Biopontis Alliance for Rare Diseases

The newly formed non-profit corporation Biopontis is designed to develop niche philanthropy partners with patient organizations, academic researchers and biopharmaceutical companies to bridge the gap between scientific discovery and drug development. Bioponitis is a who’s who of the rare disease community including board of directors with industry, regulatory, patient advocacy, investment, and clinical backgrounds (Erik Tambuyzer, Marlene Haffner, Susan Kahn, Warren Strittmatter, Pat Stocker).

The non-profit corporation is led by CEO Barbara Handelin and COO Rickard Basile, and it is specifically designed to bring together people wanting to conduct preclinical studies (scientists, biotechs, etc), people wanting to invest in those studies (venture capitalists, philanthropists), and people who need those studies (patient advocacy groups).  The joint venture with NPF is the first of many partnerships with patient advocacy groups the non-profit corporation hopes to develop.

COO Richard Basile said, “We have designed our model for conducting drug discovery with the expectation that international collaboration among scientists, patient organizations, biopharmaceutical companies and philanthropic supporters is essential.”

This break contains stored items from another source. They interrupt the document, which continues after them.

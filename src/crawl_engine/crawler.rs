//! Per-monitor breadth-first crawler
//!
//! One crawl reuses a single browsing context and walks pages strictly in
//! sequence: seed first, then same-host links level by level until the depth
//! limit or the page cap is reached.

use log::{debug, info, warn};

use super::crawl_types::{AggregatedDocument, CrawlError, CrawlQueue, CrawlResult, PageResult};
use super::frontier::CrawlFrontier;
use super::link_processor::collect_page_links;
use crate::browser::BrowsingContext;
use crate::monitor::Monitor;
use crate::utils::{collapse_whitespace, host_of, is_valid_url, normalize_url};

#[derive(Debug, Clone)]
pub struct PageCrawler {
    max_pages: usize,
}

impl PageCrawler {
    #[must_use]
    pub fn new(max_pages: usize) -> Self {
        Self {
            max_pages: max_pages.max(1),
        }
    }

    /// Crawl `monitor` and aggregate the text of every page reached.
    ///
    /// `start_page_loaded` means the context already shows the seed page
    /// (after a login), so the seed is read without navigating again. Only a
    /// seed failure fails the crawl.
    pub async fn crawl(
        &self,
        context: &dyn BrowsingContext,
        monitor: &Monitor,
        start_page_loaded: bool,
    ) -> CrawlResult<AggregatedDocument> {
        let seed = seed_url(&monitor.url)?;
        let seed_host = host_of(&seed).ok_or_else(|| CrawlError::InvalidSeed {
            url: monitor.url.clone(),
            reason: "URL has no host".to_string(),
        })?;

        let mut frontier = CrawlFrontier::new(seed.clone(), monitor.max_depth());
        let mut document = AggregatedDocument::default();

        while let Some(item) = frontier.pop_next() {
            if document.page_count() >= self.max_pages {
                info!(
                    target: "webwatcher::crawl",
                    "Reached page cap of {} for {}, {} queued pages skipped",
                    self.max_pages,
                    monitor.url,
                    frontier.pending() + 1
                );
                break;
            }

            let is_seed = item.url == seed;
            let follow_links = monitor.deep_crawl && frontier.can_expand(item.depth);

            match self
                .fetch_page(context, &item, is_seed && start_page_loaded, follow_links, &seed_host)
                .await
            {
                Ok(page) => {
                    let added = frontier.enqueue_links(item.depth, page.links.iter().cloned());
                    debug!(
                        target: "webwatcher::crawl",
                        "Fetched {} (depth {}), queued {added} new links",
                        item.url,
                        item.depth
                    );
                    document.insert(page);
                }
                Err(e) if is_seed => {
                    return Err(CrawlError::SeedUnreachable {
                        url: item.url,
                        reason: format!("{e:#}"),
                    });
                }
                Err(e) => {
                    warn!(
                        target: "webwatcher::crawl",
                        "Skipping {} (depth {}): {e:#}",
                        item.url,
                        item.depth
                    );
                }
            }
        }

        info!(
            target: "webwatcher::crawl",
            "Crawled {} page(s) for {}",
            document.page_count(),
            monitor.url
        );
        Ok(document)
    }

    async fn fetch_page(
        &self,
        context: &dyn BrowsingContext,
        item: &CrawlQueue,
        already_loaded: bool,
        follow_links: bool,
        seed_host: &str,
    ) -> anyhow::Result<PageResult> {
        if !already_loaded {
            context.goto(&item.url).await?;
        }

        let text = collapse_whitespace(&context.inner_text().await?);
        let links = if follow_links {
            collect_page_links(context, &item.url, seed_host).await
        } else {
            Default::default()
        };

        Ok(PageResult {
            url: item.url.clone(),
            text,
            links,
        })
    }
}

fn seed_url(raw: &str) -> CrawlResult<String> {
    let raw = raw.trim();
    if !is_valid_url(raw) {
        return Err(CrawlError::InvalidSeed {
            url: raw.to_string(),
            reason: "expected an absolute http(s) URL".to_string(),
        });
    }
    normalize_url(raw).map_err(|e| CrawlError::InvalidSeed {
        url: raw.to_string(),
        reason: e.to_string(),
    })
}
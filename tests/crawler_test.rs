//! Breadth-first crawler behavior over an in-memory site.

mod common;

use std::sync::Arc;

use common::{FakeContextFactory, FakeSite};
use webwatcher::crawl_engine::{CrawlError, PageCrawler};
use webwatcher::monitor::{Monitor, NewMonitor};

fn monitor(url: &str, deep_crawl: bool, depth: u32) -> Monitor {
    let mut new = NewMonitor::new(url, "owner@example.com");
    new.deep_crawl = deep_crawl;
    new.deep_crawl_depth = Some(depth);
    new.into_monitor("m1".to_string())
}

fn factory(site: FakeSite) -> FakeContextFactory {
    FakeContextFactory::new(Arc::new(site))
}

#[tokio::test]
async fn single_page_text_is_whitespace_collapsed() {
    let contexts = factory(FakeSite::new().page("https://site.test/", "  Hello\n\n  world\t ", &[]));
    let context = contexts.context();

    let document = PageCrawler::new(50)
        .crawl(&context, &monitor("https://site.test/", false, 1), false)
        .await
        .unwrap();

    assert_eq!(document.render(), "Hello world");
}

#[tokio::test]
async fn depth_two_follows_seed_links_but_not_grandchildren() {
    let contexts = factory(
        FakeSite::new()
            .page("https://site.test/", "Root", &["/a", "/b"])
            .page("https://site.test/a", "Ay", &["/c"])
            .page("https://site.test/b", "Bee", &[])
            .page("https://site.test/c", "Cee", &[]),
    );
    let context = contexts.context();

    let document = PageCrawler::new(50)
        .crawl(&context, &monitor("https://site.test/", true, 2), false)
        .await
        .unwrap();

    assert_eq!(document.page_count(), 3);
    assert_eq!(contexts.site.navigation_count("https://site.test/c"), 0);
    assert_eq!(
        document.render(),
        "--- https://site.test/ ---\nRoot\n\n\
         --- https://site.test/a ---\nAy\n\n\
         --- https://site.test/b ---\nBee"
    );
}

#[tokio::test]
async fn links_to_other_hosts_are_never_visited() {
    let contexts = factory(
        FakeSite::new()
            .page(
                "https://site.test/",
                "Root",
                &["https://other.test/x", "https://blog.site.test/y", "/local#frag"],
            )
            .page("https://site.test/local", "Local", &[])
            .page("https://other.test/x", "Elsewhere", &[])
            .page("https://blog.site.test/y", "Blog", &[]),
    );
    let context = contexts.context();

    let document = PageCrawler::new(50)
        .crawl(&context, &monitor("https://site.test/", true, 3), false)
        .await
        .unwrap();

    assert_eq!(
        document.urls().collect::<Vec<_>>(),
        vec!["https://site.test/", "https://site.test/local"]
    );
    assert_eq!(contexts.site.navigation_count("https://other.test/x"), 0);
    assert_eq!(contexts.site.navigation_count("https://blog.site.test/y"), 0);
}

#[tokio::test]
async fn shallow_monitor_ignores_links_even_with_large_depth() {
    let contexts = factory(
        FakeSite::new()
            .page("https://site.test/", "Root", &["/a"])
            .page("https://site.test/a", "Ay", &[]),
    );
    let context = contexts.context();

    let document = PageCrawler::new(50)
        .crawl(&context, &monitor("https://site.test/", false, 5), false)
        .await
        .unwrap();

    assert_eq!(document.page_count(), 1);
    assert_eq!(contexts.site.navigations(), vec!["https://site.test/".to_string()]);
}

#[tokio::test]
async fn failing_child_page_is_skipped() {
    let contexts = factory(
        FakeSite::new()
            .page("https://site.test/", "Root", &["/broken", "/ok"])
            .unreachable("https://site.test/broken")
            .page("https://site.test/ok", "Fine", &[]),
    );
    let context = contexts.context();

    let document = PageCrawler::new(50)
        .crawl(&context, &monitor("https://site.test/", true, 2), false)
        .await
        .unwrap();

    assert_eq!(
        document.urls().collect::<Vec<_>>(),
        vec!["https://site.test/", "https://site.test/ok"]
    );
}

#[tokio::test]
async fn unreachable_seed_fails_the_crawl() {
    let contexts = factory(FakeSite::new().unreachable("https://down.test/"));
    let context = contexts.context();

    let err = PageCrawler::new(50)
        .crawl(&context, &monitor("https://down.test/", true, 2), false)
        .await
        .unwrap_err();

    assert!(matches!(err, CrawlError::SeedUnreachable { .. }));
}

#[tokio::test]
async fn malformed_monitor_url_is_rejected_before_navigation() {
    let contexts = factory(FakeSite::new());
    let context = contexts.context();

    let err = PageCrawler::new(50)
        .crawl(&context, &monitor("not a url", false, 1), false)
        .await
        .unwrap_err();

    assert!(matches!(err, CrawlError::InvalidSeed { .. }));
    assert!(contexts.site.navigations().is_empty());
}

#[tokio::test]
async fn page_cap_stops_the_crawl() {
    let contexts = factory(
        FakeSite::new()
            .page("https://site.test/", "Root", &["/1", "/2", "/3"])
            .page("https://site.test/1", "One", &[])
            .page("https://site.test/2", "Two", &[])
            .page("https://site.test/3", "Three", &[]),
    );
    let context = contexts.context();

    let document = PageCrawler::new(2)
        .crawl(&context, &monitor("https://site.test/", true, 2), false)
        .await
        .unwrap();

    assert_eq!(document.page_count(), 2);
    assert_eq!(contexts.site.navigations().len(), 2);
}

#[tokio::test]
async fn cycles_visit_each_page_once() {
    let contexts = factory(
        FakeSite::new()
            .page("https://site.test/", "Root", &["/a"])
            .page("https://site.test/a", "Ay", &["/", "/a#again"]),
    );
    let context = contexts.context();

    let document = PageCrawler::new(50)
        .crawl(&context, &monitor("https://site.test/", true, 5), false)
        .await
        .unwrap();

    assert_eq!(document.page_count(), 2);
    assert_eq!(contexts.site.navigation_count("https://site.test/"), 1);
    assert_eq!(contexts.site.navigation_count("https://site.test/a"), 1);
}

#[tokio::test]
async fn preloaded_seed_is_read_without_navigating() {
    use webwatcher::browser::BrowsingContext;

    let contexts = factory(FakeSite::new().page("https://site.test/", "Members area", &[]));
    let context = contexts.context();
    context.goto("https://site.test/").await.unwrap();

    let document = PageCrawler::new(50)
        .crawl(&context, &monitor("https://site.test/", false, 1), true)
        .await
        .unwrap();

    assert_eq!(document.render(), "Members area");
    assert_eq!(contexts.site.navigation_count("https://site.test/"), 1);
}
//! Lunch-window conflict resolution.
//!
//! The shared algorithm behind both the runtime scheduler and the formula
//! mirror: decide whether and how a moment or an interval is shifted past one
//! or two lunch windows.
//!
//! Boundary convention (used identically by both backends): a moment is
//! inside a window over the half-open range `[start, start + duration)`; an
//! interval covers a window when it starts strictly before the window start
//! and ends strictly after it.

use opsheet_core::{Instant, Window};

/// Is a time of day (minutes from midnight) inside the window?
pub fn inside(tod_min: f64, window: &Window) -> bool {
    tod_min >= window.start && tod_min < window.end()
}

/// Shift a moment out of any lunch window it falls into.
///
/// Windows must be pre-sorted by start time. Each window is checked in order
/// against the already-shifted moment, so a shift to one window's end that
/// lands inside a later window is re-checked and shifted again. The calendar
/// day component never changes (window ends are validated to stay within the
/// day).
pub fn resolve(instant: Instant, windows: &[Window]) -> (Instant, bool) {
    let mut shifted = instant;
    let mut crossed = false;
    for w in windows {
        if inside(shifted.minute, w) {
            shifted = shifted.with_minute(w.end());
            crossed = true;
        }
    }
    (shifted, crossed)
}

/// Push an interval's end past every lunch window the span covers.
///
/// Covers means: the interval starts strictly before the window start and,
/// at the time the window is considered, already ends strictly after it.
/// Each covered window adds its full duration to the end, and that extension
/// feeds the test for the next window. Triggers independently of [`resolve`],
/// e.g. for an operation long enough to span a window that begins after its
/// shifted start.
pub fn extend_interval(start: Instant, end: Instant, windows: &[Window]) -> (Instant, bool) {
    let mut end = end;
    let mut crossed = false;
    for w in windows {
        // Window start on the interval's starting day; comparisons stay in
        // minutes relative to that day so multi-day ends are handled exactly.
        let window_start = w.start;
        let end_rel = (end.day - start.day) as f64 * 1440.0 + end.minute;
        if start.minute < window_start && end_rel > window_start {
            end = end.add_minutes(w.len);
            crossed = true;
        }
    }
    (end, crossed)
}
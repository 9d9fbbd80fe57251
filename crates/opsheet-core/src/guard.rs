//! In-flight operation guards.
//!
//! Timeline generation and spreadsheet export each accept at most one
//! in-flight invocation; a second call while one is active is a no-op rather
//! than queued. Neither operation is cancellable once started.

use std::sync::atomic::{AtomicBool, Ordering};

/// A non-queuing mutual-exclusion flag for one long-running operation.
///
/// ```rust
/// use opsheet_core::ExclusiveFlag;
///
/// static EXPORT: ExclusiveFlag = ExclusiveFlag::new();
///
/// if let Some(_guard) = EXPORT.try_begin() {
///     // run the export; the flag clears when the guard drops
/// } else {
///     // an export is already running: drop the request
/// }
/// ```
#[derive(Debug, Default)]
pub struct ExclusiveFlag {
    busy: AtomicBool,
}

impl ExclusiveFlag {
    pub const fn new() -> Self {
        Self {
            busy: AtomicBool::new(false),
        }
    }

    /// Claim the flag. Returns `None` when an invocation is already active.
    pub fn try_begin(&self) -> Option<InFlight<'_>> {
        self.busy
            .compare_exchange(false, true, Ordering::AcqRel, Ordering::Acquire)
            .ok()
            .map(|_| InFlight { flag: self })
    }

    pub fn is_busy(&self) -> bool {
        self.busy.load(Ordering::Acquire)
    }
}

/// Releases the owning [`ExclusiveFlag`] on drop
#[derive(Debug)]
pub struct InFlight<'a> {
    flag: &'a ExclusiveFlag,
}

impl Drop for InFlight<'_> {
    fn drop(&mut self) {
        self.flag.busy.store(false, Ordering::Release);
    }
}

#[cfg(test)]
mod tests {
    use super::*;

    #[test]
    fn second_claim_is_rejected_while_active() {
        let flag = ExclusiveFlag::new();
        let guard = flag.try_begin();
        assert!(guard.is_some());
        assert!(flag.is_busy());
        assert!(flag.try_begin().is_none());
    }

    #[test]
    fn flag_clears_on_drop() {
        let flag = ExclusiveFlag::new();
        {
            let _guard = flag.try_begin().unwrap();
        }
        assert!(!flag.is_busy());
        assert!(flag.try_begin().is_some());
    }
}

Hereditary Neuropathy Foundation

HNF, a non-profit 501(c) 3 organization whose mission is to increase awareness and accurate diagnosis of Charcot- Marie-Tooth disease and related inherited neuropathies, support patients and families with critical information to improve quality of life, and fund research that will lead to treatments and cures.

Recently, HNF developed the Therapeutic Research in Accelerated Discovery (TRIAD) program, a collaborative effort with academia, government and industry, to develop treatments for Charcot- Marie-Tooth disease. Currently TRIAD involves many groups that span the drug discovery, drug development, and diagnostics continuum.